Quando alguém, como o arquitecto Carlos Ramos, convoca para o antigo cabaret lisboeta Bristol Club (1925-26) obras de Almada Negreiros ou Canto da Maya para juntar ao seu interior art déco. Quando Álvaro Siza desenha a Casa Alves Costa por dentro e por fora. Quando Fernando Távora interpreta a rusticidade e o "nacional" com erudição. Quando Raul Lino, "o primeiro a ter um conceito muito mais vasto do que a arquitectura, a ter uma consciência plena do design", segundo Rui Afonso Santos, desenha tudo na Casa do Cipreste - "desde o pano de mesa, passando pelo candeeiro, ao mobiliário", montada no Mude com as colchas e cortinas com os tecidos de Alcobaça originais. Quando, na sua última obra, o arquitecto Cristino da Silva planeia a sua "obra total", o BNU, o edifício do próprio Mude, com projectos e desenhos "que vão desde a maçaneta da porta à luminária", como remata a directora do museu, corroborada por Rui Afonso Santos.
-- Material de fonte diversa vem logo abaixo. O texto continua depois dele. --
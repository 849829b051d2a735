// src/models/profile.rs

//! Source quality profiles and tier policies.

use chrono::{DateTime, Utc};
use serde::{Deserialize, Serialize};

/// Quality bucket controlling a source's crawl frequency and fetch strategy.
#[derive(Debug, Clone, Copy, Serialize, Deserialize, PartialEq, Eq, Hash)]
#[serde(rename_all = "snake_case")]
pub enum Tier {
    Tier1,
    Tier2,
    Tier3,
    NoData,
    Blacklisted,
}

impl Tier {
    /// Tiers that are eligible for scheduling.
    pub fn is_schedulable(self) -> bool {
        matches!(self, Tier::Tier1 | Tier::Tier2 | Tier::Tier3)
    }

    pub fn as_str(self) -> &'static str {
        match self {
            Tier::Tier1 => "tier1",
            Tier::Tier2 => "tier2",
            Tier::Tier3 => "tier3",
            Tier::NoData => "no_data",
            Tier::Blacklisted => "blacklisted",
        }
    }
}

/// Remote listing sort order.
#[derive(Debug, Clone, Copy, Serialize, Deserialize, PartialEq, Eq)]
#[serde(rename_all = "snake_case")]
pub enum SortMode {
    Newest,
    Top,
}

impl SortMode {
    /// Query-parameter value understood by the content API.
    pub fn as_str(self) -> &'static str {
        match self {
            SortMode::Newest => "new",
            SortMode::Top => "top",
        }
    }
}

/// Remote listing time window.
#[derive(Debug, Clone, Copy, Serialize, Deserialize, PartialEq, Eq)]
#[serde(rename_all = "snake_case")]
pub enum TimeFilter {
    Day,
    Week,
    Month,
}

impl TimeFilter {
    /// Query-parameter value understood by the content API.
    pub fn as_str(self) -> &'static str {
        match self {
            TimeFilter::Day => "day",
            TimeFilter::Week => "week",
            TimeFilter::Month => "month",
        }
    }
}

/// Fetch policy attached to a tier.
#[derive(Debug, Clone, Copy, Serialize, Deserialize, PartialEq)]
pub struct TierPolicy {
    /// Hours between crawls of a source in this tier
    pub frequency_hours: u32,

    /// Listing sort order
    pub sort: SortMode,

    /// Listing time window
    pub time_filter: TimeFilter,

    /// Maximum items per fetch
    pub fetch_limit: u32,
}

/// Per-source quality profile, recomputed each scheduling pass.
#[derive(Debug, Clone, Serialize, Deserialize, PartialEq)]
pub struct SourceQualityProfile {
    /// Source community name
    pub source: String,

    /// Assigned quality tier
    pub tier: Tier,

    /// Persisted crawl frequency from the tier policy
    pub crawl_frequency_hours: u32,

    /// Rolling average of valid (non-duplicate) items per cycle
    pub avg_valid_items: f64,

    /// Composite quality score derived from the rolling signals
    pub quality_score: f64,

    /// Blacklisted sources are never scheduled
    pub is_blacklisted: bool,

    /// Multiplier applied when a source repeatedly under-delivers
    pub downrank_factor: f64,

    /// When the source was last successfully crawled
    pub last_crawled_at: Option<DateTime<Utc>>,
}

/// Weight of the newest cycle in `avg_valid_items`.
const AVG_VALID_ALPHA: f64 = 0.3;

impl SourceQualityProfile {
    /// Fresh profile for a source with no history.
    pub fn new(source: impl Into<String>) -> Self {
        Self {
            source: source.into(),
            tier: Tier::NoData,
            crawl_frequency_hours: 24,
            avg_valid_items: 0.0,
            quality_score: 0.0,
            is_blacklisted: false,
            downrank_factor: 1.0,
            last_crawled_at: None,
        }
    }

    /// Fold one completed cycle into the rolling quality signals.
    pub fn record_cycle(&mut self, valid_items: usize, dedup_rate: f64, now: DateTime<Utc>) {
        self.avg_valid_items = self.avg_valid_items * (1.0 - AVG_VALID_ALPHA)
            + valid_items as f64 * AVG_VALID_ALPHA;
        // Duplicate-heavy sources decay toward zero quality.
        self.quality_score =
            (self.avg_valid_items * (1.0 - dedup_rate / 100.0) * self.downrank_factor).max(0.0);
        self.last_crawled_at = Some(now);
    }

    /// Whether the source is due for a crawl at `now`.
    pub fn is_due(&self, now: DateTime<Utc>) -> bool {
        if self.is_blacklisted || !self.tier.is_schedulable() {
            return false;
        }
        match self.last_crawled_at {
            None => true,
            Some(last) => {
                let elapsed = now - last;
                elapsed >= chrono::Duration::hours(self.crawl_frequency_hours as i64)
            }
        }
    }
}
//! Periodic scheduling loop.
//!
//! Each sweep asks the tiering pass for due sources, wraps every one in
//! an audited task, and runs them through the executor with bounded
//! concurrency. Between sweeps the loop sleeps for whatever period the
//! adaptive controller currently recommends. A slower maintenance timer
//! recomputes tier assignments and pushes old items into the cold
//! archive.

use std::sync::Arc;

use chrono::Utc;
use futures::{StreamExt, stream};
use tokio::sync::watch;
use tokio::time::Instant;

use crate::error::Result;
use crate::models::{Config, CycleStatus, CycleSummary, TaskRecord};
use crate::pipeline::adaptive::AdaptiveFrequencyController;
use crate::pipeline::crawl::CrawlTarget;
use crate::pipeline::executor::TaskExecutor;
use crate::pipeline::tiering::TieredScheduler;
use crate::store::{ItemStore, TaskStore};

/// Long-running sweep loop over all configured sources.
pub struct PeriodicScheduler {
    executor: Arc<TaskExecutor>,
    tiering: TieredScheduler,
    adaptive: AdaptiveFrequencyController,
    items: Arc<dyn ItemStore>,
    tasks: Arc<dyn TaskStore>,
    config: Config,
}

impl PeriodicScheduler {
    pub fn new(
        executor: Arc<TaskExecutor>,
        tiering: TieredScheduler,
        adaptive: AdaptiveFrequencyController,
        items: Arc<dyn ItemStore>,
        tasks: Arc<dyn TaskStore>,
        config: Config,
    ) -> Self {
        Self {
            executor,
            tiering,
            adaptive,
            items,
            tasks,
            config,
        }
    }

    /// Run sweeps until the shutdown flag flips.
    pub async fn run(&self, mut shutdown: watch::Receiver<bool>) -> Result<()> {
        let maintenance_every =
            std::time::Duration::from_secs(self.config.scheduler.maintenance_interval_secs);
        let mut next_maintenance = Instant::now();

        loop {
            if Instant::now() >= next_maintenance {
                if let Err(e) = self.run_maintenance().await {
                    log::error!("Maintenance pass failed: {}", e);
                }
                next_maintenance = Instant::now() + maintenance_every;
            }

            let summaries = self.sweep_once().await?;
            let completed = summaries
                .iter()
                .filter(|s| s.status == CycleStatus::Completed)
                .count();
            log::info!(
                "Sweep finished: {}/{} cycles completed",
                completed,
                summaries.len()
            );

            let period = self.adaptive.current_period().await?;
            log::debug!("Next sweep in {:?}", period);
            tokio::select! {
                _ = tokio::time::sleep(period) => {}
                _ = shutdown.changed() => {
                    if *shutdown.borrow() {
                        log::info!("Shutdown requested, stopping scheduler");
                        return Ok(());
                    }
                }
            }
        }
    }

    /// Run one sweep over all currently due sources.
    pub async fn sweep_once(&self) -> Result<Vec<CycleSummary>> {
        let targets = self.tiering.due_targets(Utc::now()).await?;
        if targets.is_empty() {
            log::debug!("No sources due this sweep");
            return Ok(Vec::new());
        }
        log::info!("Sweeping {} due sources", targets.len());

        let summaries = stream::iter(targets)
            .map(|target| async move {
                match self.dispatch(&target).await {
                    Ok(summary) => Some(summary),
                    Err(e) => {
                        log::error!("Task for {} exhausted retries: {}", target.source, e);
                        None
                    }
                }
            })
            .buffer_unordered(self.config.scheduler.worker_count)
            .filter_map(|s| async move { s })
            .collect()
            .await;
        Ok(summaries)
    }

    /// Wrap one target in an audited task and execute it.
    async fn dispatch(&self, target: &CrawlTarget) -> Result<CycleSummary> {
        let task_id = format!("{}-{}", target.source, Utc::now().timestamp_millis());
        self.tasks.create(&TaskRecord::new(&task_id)).await?;
        self.executor.execute(&task_id, target).await
    }

    /// Recompute tier assignments and archive aged-out items.
    pub async fn run_maintenance(&self) -> Result<()> {
        let report = self
            .tiering
            .recompute_assignments(&self.config.sources, &self.config.blacklist)
            .await?;
        log::info!(
            "Tiering pass: {} sources, {} reassigned, {} blacklisted",
            report.total,
            report.changed,
            report.blacklisted
        );

        let cutoff =
            Utc::now() - chrono::Duration::days(i64::from(self.config.storage.retention_days));
        for source in &self.config.sources {
            let moved = self.items.archive_older_than(source, cutoff).await?;
            if moved > 0 {
                log::info!("Archived {} items from {}", moved, source);
            }
        }
        Ok(())
    }
}

#[cfg(test)]
mod tests {
    use super::*;
    use crate::cache::{CacheMetrics, MemoryCache};
    use crate::error::AppError;
    use crate::models::TaskStatus;
    use crate::pipeline::crawl::CycleRunner;
    use crate::store::{LocalStore, ProfileStore};
    use async_trait::async_trait;
    use std::sync::atomic::{AtomicUsize, Ordering};
    use tempfile::TempDir;

    struct CountingRunner {
        calls: AtomicUsize,
        fail: bool,
    }

    #[async_trait]
    impl CycleRunner for CountingRunner {
        async fn run_cycle(&self, target: &CrawlTarget) -> Result<CycleSummary> {
            self.calls.fetch_add(1, Ordering::SeqCst);
            if self.fail {
                return Err(AppError::remote(500, "down"));
            }
            let mut summary = CycleSummary::started(&target.source);
            summary.new_items = 12;
            summary.status = CycleStatus::Completed;
            Ok(summary)
        }
    }

    fn scheduler_with(
        store: Arc<LocalStore>,
        runner: Arc<CountingRunner>,
        config: Config,
    ) -> PeriodicScheduler {
        let backend = Arc::new(MemoryCache::new());
        let metrics = CacheMetrics::new(backend, &config.cache);
        PeriodicScheduler::new(
            Arc::new(TaskExecutor::new(
                runner,
                store.clone(),
                store.clone(),
                config.executor.clone(),
            )),
            TieredScheduler::new(store.clone(), config.tiers.clone()),
            AdaptiveFrequencyController::new(metrics, config.adaptive.clone()),
            store.clone(),
            store,
            config,
        )
    }

    fn config(sources: &[&str]) -> Config {
        Config {
            sources: sources.iter().map(|s| s.to_string()).collect(),
            ..Config::default()
        }
    }

    #[tokio::test]
    async fn test_sweep_bootstraps_new_sources() {
        let tmp = TempDir::new().unwrap();
        let store = Arc::new(LocalStore::new(tmp.path()));
        let runner = Arc::new(CountingRunner {
            calls: AtomicUsize::new(0),
            fail: false,
        });
        let scheduler = scheduler_with(store.clone(), runner.clone(), config(&["rustlang"]));

        // Maintenance seeds the profile; the sweep then bootstraps it.
        scheduler.run_maintenance().await.unwrap();
        let summaries = scheduler.sweep_once().await.unwrap();

        assert_eq!(summaries.len(), 1);
        assert_eq!(runner.calls.load(Ordering::SeqCst), 1);
        assert_eq!(summaries[0].new_items, 12);

        // The cycle left an audit record behind.
        let tasks = TaskStore::all(store.as_ref()).await.unwrap();
        assert_eq!(tasks.len(), 1);
        assert_eq!(tasks[0].status, TaskStatus::Completed);

        // And the profile now carries crawl history.
        let profile = ProfileStore::get(store.as_ref(), "rustlang")
            .await
            .unwrap()
            .unwrap();
        assert!(profile.last_crawled_at.is_some());
    }

    #[tokio::test]
    async fn test_sweep_skips_blacklisted_sources() {
        let tmp = TempDir::new().unwrap();
        let store = Arc::new(LocalStore::new(tmp.path()));
        let runner = Arc::new(CountingRunner {
            calls: AtomicUsize::new(0),
            fail: false,
        });
        let mut config = config(&["rustlang", "banned"]);
        config.blacklist = vec!["banned".to_string()];
        let scheduler = scheduler_with(store, runner.clone(), config);

        scheduler.run_maintenance().await.unwrap();
        let summaries = scheduler.sweep_once().await.unwrap();

        assert_eq!(summaries.len(), 1);
        assert_eq!(summaries[0].source, "rustlang");
    }

    #[tokio::test(start_paused = true)]
    async fn test_sweep_survives_dead_lettered_task() {
        let tmp = TempDir::new().unwrap();
        let store = Arc::new(LocalStore::new(tmp.path()));
        let runner = Arc::new(CountingRunner {
            calls: AtomicUsize::new(0),
            fail: true,
        });
        let scheduler = scheduler_with(store.clone(), runner, config(&["rustlang"]));

        scheduler.run_maintenance().await.unwrap();
        let summaries = scheduler.sweep_once().await.unwrap();
        assert!(summaries.is_empty());

        let tasks = TaskStore::all(store.as_ref()).await.unwrap();
        assert_eq!(tasks.len(), 1);
        assert_eq!(tasks[0].status, TaskStatus::DeadLettered);
    }

    #[tokio::test]
    async fn test_nothing_due_is_quiet() {
        let tmp = TempDir::new().unwrap();
        let store = Arc::new(LocalStore::new(tmp.path()));
        let runner = Arc::new(CountingRunner {
            calls: AtomicUsize::new(0),
            fail: false,
        });
        // No maintenance pass, so no profiles exist and nothing is due.
        let scheduler = scheduler_with(store, runner.clone(), config(&["rustlang"]));

        let summaries = scheduler.sweep_once().await.unwrap();
        assert!(summaries.is_empty());
        assert_eq!(runner.calls.load(Ordering::SeqCst), 0);
    }

    #[tokio::test(start_paused = true)]
    async fn test_run_stops_on_shutdown() {
        let tmp = TempDir::new().unwrap();
        let store = Arc::new(LocalStore::new(tmp.path()));
        let runner = Arc::new(CountingRunner {
            calls: AtomicUsize::new(0),
            fail: false,
        });
        let scheduler = scheduler_with(store, runner, config(&["rustlang"]));

        let (tx, rx) = watch::channel(false);
        let handle = tokio::spawn(async move { scheduler.run(rx).await });

        // Let the first sweep complete, then flip the flag.
        tokio::task::yield_now().await;
        tx.send(true).unwrap();
        handle.await.unwrap().unwrap();
    }
}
Quando a arquitectura de interiores se liga à arquitectura, ao design, a um conceito.
A exposição vai do neo-renascentismo ao minimalismo, com peças, planos e desenhos nunca mostrados e encenações do que era e do que ainda pode ser visto, como o trabalho de Manuel Graça Dias e Egas José Vieira na loja de Ana Salazar no Chiado (1988). Ou em lugares escondidos como a Casa Veva de Lima (ou Palácio Ulrich), espaço onírico de uma milionária excêntrica que se passeava com uma chita pela trela pelas ruas de Lisboa, hoje propriedade da câmara e que tem "o único interior intacto dos anos 1920 que se conserva em Portugal", frisa Rui Afonso Santos. Lojas como a Valentim de Carvalho de Cascais, fachada de Sá Nogueira, poesia de Herberto Helder, linguagem de Taveira a avançar para a pop que mostra "como essas ideias começavam a chegar a Portugal, como esses estilos estavam a ser apropriados", diz Pedro Gadanho, sintoma do que é a identidade deste interiorismo português - "uma espécie de pingue-pongue entre a necessidade de acolher tendências que vêm de fora e a manutenção ou reendereçar de uma identidade nacional".